Menghadapi Perang Siber
A
A
A
Sukamta, PHD
Anggota Komisi I DPR RI,
Fraksi Partai Keadilan Sejahtera,
Dapil DIY.
SERANGAN virus ransomware wannacry ke website Rumah Sakit Dharmais dan Rumah Sakit Harapan Kita belum lama ini cukup mengejutkan kita. Serangan ini mengacaukan layanan online di rumah sakit tersebut. Menurut berita yang beredar, virus ransomware ini menyerang sekitar 99 negara. Cara kerjanya memblok file sehingga tidak dapat diakses. Korban yang ingin mengakses diharuskan membayar sejumlah uang sebagai tebusan.
Sebetulnya serangan virus seperti ini di Indonesia tidak terjadi kali ini saja. Riant Nugroho (2014) dalam National Security Policy mengutip ID-SIRTII bahwa pada 2012 saja dilaporkan jumlah serangan ke dalam jaringan internet Indonesia mencapai 27 juta serangan atau 74.000 serangan per hari. Serangan terbesar berasal dari dalam negeri (63%), disusul serangan dari China (14%), dan Amerika Serikat (9%).
Serangan virus seperti ini dapat dikategorikan sebagai serangan siber (cyber attack) yang pada tahap lanjut dapat berkembang menjadi perang siber (cyber war), yaitu perang yang menggunakan teknologi persenjataan canggih dan menyerang sistem informasi atau siber yang dimiliki suatu negara atau korporasi.

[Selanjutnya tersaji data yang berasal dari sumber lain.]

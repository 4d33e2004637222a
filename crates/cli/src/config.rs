//! CLI settings and data directory

use anyhow::{Context, Result};
use config::{Config, Environment, File, FileFormat};
use eventdesk_http::client::DEFAULT_REFRESH_PATH;
use serde::{Deserialize, Serialize};
use std::path::{Path, PathBuf};

/// Settings file looked up in the data directory when `--config` is not given
pub const SETTINGS_FILE: &str = "eventdesk.toml";

const DEFAULT_BASE_URL: &str = "http://localhost:4000";
/// Requests wait indefinitely unless a timeout is configured
const DEFAULT_TIMEOUT_SECS: u64 = 0;
const DEFAULT_BUCKET: &str = "posters";

#[derive(Debug, Clone, Serialize, Deserialize)]
pub struct Settings {
    pub api: ApiSettings,
    pub storage: StorageSettings,
}

/// Events API connection
#[derive(Debug, Clone, Serialize, Deserialize)]
pub struct ApiSettings {
    pub base_url: String,

    /// Refresh endpoint, relative to `base_url` or absolute
    pub refresh_path: String,

    /// Request timeout in seconds (0 = no timeout)
    pub timeout_secs: u64,
}

/// Poster object storage
#[derive(Debug, Clone, Serialize, Deserialize)]
pub struct StorageSettings {
    pub url: Option<String>,
    pub bucket: String,
    pub api_key: Option<String>,
}

impl Settings {
    /// Load settings from defaults, the settings file and `EVENTDESK_*`
    /// environment variables, in increasing priority.
    ///
    /// An explicit `config_file` must exist. Without one the settings file in
    /// `data_dir` is read if present.
    pub fn load(config_file: Option<&Path>, data_dir: &Path) -> Result<Self> {
        Self::load_with_env(config_file, data_dir, Self::environment())
    }

    fn environment() -> Environment {
        Environment::with_prefix("EVENTDESK")
            .prefix_separator("_")
            .separator("__")
    }

    fn load_with_env(
        config_file: Option<&Path>,
        data_dir: &Path,
        environment: Environment,
    ) -> Result<Self> {
        let (path, required) = match config_file {
            Some(path) => (path.to_path_buf(), true),
            None => (data_dir.join(SETTINGS_FILE), false),
        };

        let settings = Config::builder()
            .set_default("api.base_url", DEFAULT_BASE_URL)?
            .set_default("api.refresh_path", DEFAULT_REFRESH_PATH)?
            .set_default("api.timeout_secs", DEFAULT_TIMEOUT_SECS)?
            .set_default("storage.bucket", DEFAULT_BUCKET)?
            .add_source(
                File::from(path.as_path())
                    .format(FileFormat::Toml)
                    .required(required),
            )
            .add_source(environment)
            .build()
            .with_context(|| format!("Failed to load settings from {}", path.display()))?;

        Ok(settings.try_deserialize()?)
    }
}

/// Data directory: the explicit flag, then `EVENTDESK_STATE_DIR`, then the
/// platform data directory.
pub fn resolve_data_dir(explicit: Option<PathBuf>) -> PathBuf {
    explicit.unwrap_or_else(|| {
        if let Ok(dir) = std::env::var("EVENTDESK_STATE_DIR") {
            PathBuf::from(dir)
        } else {
            dirs::data_dir()
                .unwrap_or_else(|| PathBuf::from("."))
                .join("eventdesk")
        }
    })
}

Sebelum Rusia melancarkan serangan fisik dengan operasi militer ke Ukraina, mereka menyerang terlebih dahulu keamanan sistem siber Ukraina melalui para hacker.
Serangan siber juga pernah terjadi di Korea Selatan. Koneksi internet Korea Selatan diputus selama 20 hari disebabkan adanya serangan dari hackers sehingga mengacaukan roda perekonomian, bursa saham, hingga distribusi energi dan pangan.

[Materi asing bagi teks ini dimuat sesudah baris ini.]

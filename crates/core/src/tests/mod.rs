//! Reusable test harnesses


pub use session::SessionStoreTestSuite;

Sementara itu Paul Hirst dalam War and Power in the 21st Century (2001) menyebut perang siber seperti ini dapat diarahkan terhadap sistem informasi yang mengendalikan operasi militer atau sistem yang mengendalikan kegiatan masyarakat. Peretasan ke dalam komputer militer atau sistem yang mengendalikan kawat (transfer) antarbank, pengendalian lalu lintas udara dan stasiun tenaga nuklir memberi kemampuan kepada para prajurit perang informasi untuk mendatangkan kerusakan besar.
Perang semacam ini pun cukup dilakukan oleh pasukan dalam jumlah kecil. Lawan yang paling sulit dihadapi oleh negara maju seperti Amerika ialah masyarakat dengan teknologi rendah yang memiliki sekelompok kecil elite prajurit siber (cyberwarriors).

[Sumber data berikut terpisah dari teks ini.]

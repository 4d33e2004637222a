use anyhow::Result;
use std::fs::OpenOptions;
use std::path::{Path, PathBuf};
use tracing::Level;
use tracing_subscriber::{EnvFilter, layer::SubscriberExt, util::SubscriberInitExt};

const LOG_FILE: &str = "cli.log";

/// Initialize logging for the CLI
///
/// Logs go to stderr, so command output on stdout stays clean, and unless
/// `no_file_log` is set also to `cli.log` in the data directory.
/// `RUST_LOG` overrides `log_level`.
pub fn init_logging(log_level: Level, data_dir: &Path, no_file_log: bool) -> Result<()> {
    if no_file_log {
        init_stderr_logging(log_level)
    } else {
        init_file_logging(log_level, data_dir)
    }
}

fn env_filter(level: Level) -> EnvFilter {
    let level_str = level.as_str().to_lowercase();
    EnvFilter::try_from_default_env().unwrap_or_else(|_| {
        format!("eventdesk={level_str},eventdesk_core={level_str},eventdesk_http={level_str}")
            .into()
    })
}

fn init_file_logging(level: Level, data_dir: &Path) -> Result<()> {
    let log_file_path = get_log_file_path(data_dir);
    if let Some(parent) = log_file_path.parent() {
        std::fs::create_dir_all(parent)?;
    }
    let log_file = OpenOptions::new()
        .create(true)
        .append(true)
        .open(&log_file_path)?;

    tracing_subscriber::registry()
        .with(env_filter(level))
        .with(
            tracing_subscriber::fmt::layer()
                .with_writer(log_file)
                .with_ansi(false),
        )
        .with(tracing_subscriber::fmt::layer().with_writer(std::io::stderr))
        .init();

    Ok(())
}

fn init_stderr_logging(level: Level) -> Result<()> {
    tracing_subscriber::registry()
        .with(env_filter(level))
        .with(tracing_subscriber::fmt::layer().with_writer(std::io::stderr))
        .init();

    Ok(())
}

fn get_log_file_path(data_dir: &Path) -> PathBuf {
    data_dir.join(LOG_FILE)
}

Maraknya perang siber ini sedikit banyak mengamini prediksi James Canton yang dalam The Extreme Future (2006) menyatakan bahwa pada masa depan, perang yang terjadi lebih kompleks, lebih asimetris, dan tak semata-mata di wilayah ideologi dan militer, tapi juga ekonomi dan budaya. Salah satu ancaman perang itu adalah pencurian siber.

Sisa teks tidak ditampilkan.